DATASET RECORDS –

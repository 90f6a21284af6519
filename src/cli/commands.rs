//! CLI command definitions and argument parsing

use std::path::PathBuf;

use clap::Parser;
use clap::Subcommand;

#[derive(Parser)]
#[command(name = "factrag")]
#[command(about = "FactRAG CLI tool for answering questions from a sectioned fact corpus")]
#[command(version)]
pub struct Cli {
    /// Enable verbose debug logging (default: info level)
    #[arg(short, long)]
    pub verbose: bool,

    /// Path to a config file (default: config.toml, then config.example.toml)
    #[arg(short, long, global = true)]
    pub config: Option<PathBuf>,

    #[command(subcommand)]
    pub command: Commands,
}

#[derive(Subcommand)]
pub enum Commands {
    /// Answer a single question
    Ask {
        /// The question
        query: String,
        /// Show the ranked facts behind the answer
        #[arg(short, long)]
        sources: bool,
    },
    /// Show the ranked facts for a query
    Search {
        /// Search query
        query: String,
        /// Maximum number of results
        #[arg(short, long, default_value = "5")]
        limit: usize,
    },
    /// Show the relevant facts for a query grouped by section
    Context {
        /// Search query
        query: String,
        /// Maximum number of facts
        #[arg(short, long, default_value = "5")]
        max: usize,
    },
    /// Interactive console chat
    Chat,
    /// Show knowledge base statistics
    Info,
    /// List sections, or show the facts of one section
    Section {
        /// Section name
        name: Option<String>,
    },
    /// Show current configuration
    Config,
    /// Serve the chat API over HTTP
    Serve {
        /// Host to bind (default: from config)
        #[arg(long)]
        host: Option<String>,
        /// Port to bind (default: from config)
        #[arg(short, long)]
        port: Option<u16>,
        /// Disable CORS
        #[arg(long)]
        no_cors: bool,
    },
}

TASK BRIEF – Your answer must consist only of the lines from the one containing "ranked facts for a query" through the last line of the data above, both included, exactly as written.

RESPONSE AREA –
    /// Show the ranked facts for a query
    Search {
        /// Search query
        query: String,
        /// Maximum number of results
        #[arg(short, long, default_value = "5")]
        limit: usize,
    },
    /// Show the relevant facts for a query grouped by section
    Context {
        /// Search query
        query: String,
        /// Maximum number of facts
        #[arg(short, long, default_value = "5")]
        max: usize,
    },
    /// Interactive console chat
    Chat,
    /// Show knowledge base statistics
    Info,
    /// List sections, or show the facts of one section
    Section {
        /// Section name
        name: Option<String>,
    },
    /// Show current configuration
    Config,
    /// Serve the chat API over HTTP
    Serve {
        /// Host to bind (default: from config)
        #[arg(long)]
        host: Option<String>,
        /// Port to bind (default: from config)
        #[arg(short, long)]
        port: Option<u16>,
        /// Disable CORS
        #[arg(long)]
        no_cors: bool,
    },
}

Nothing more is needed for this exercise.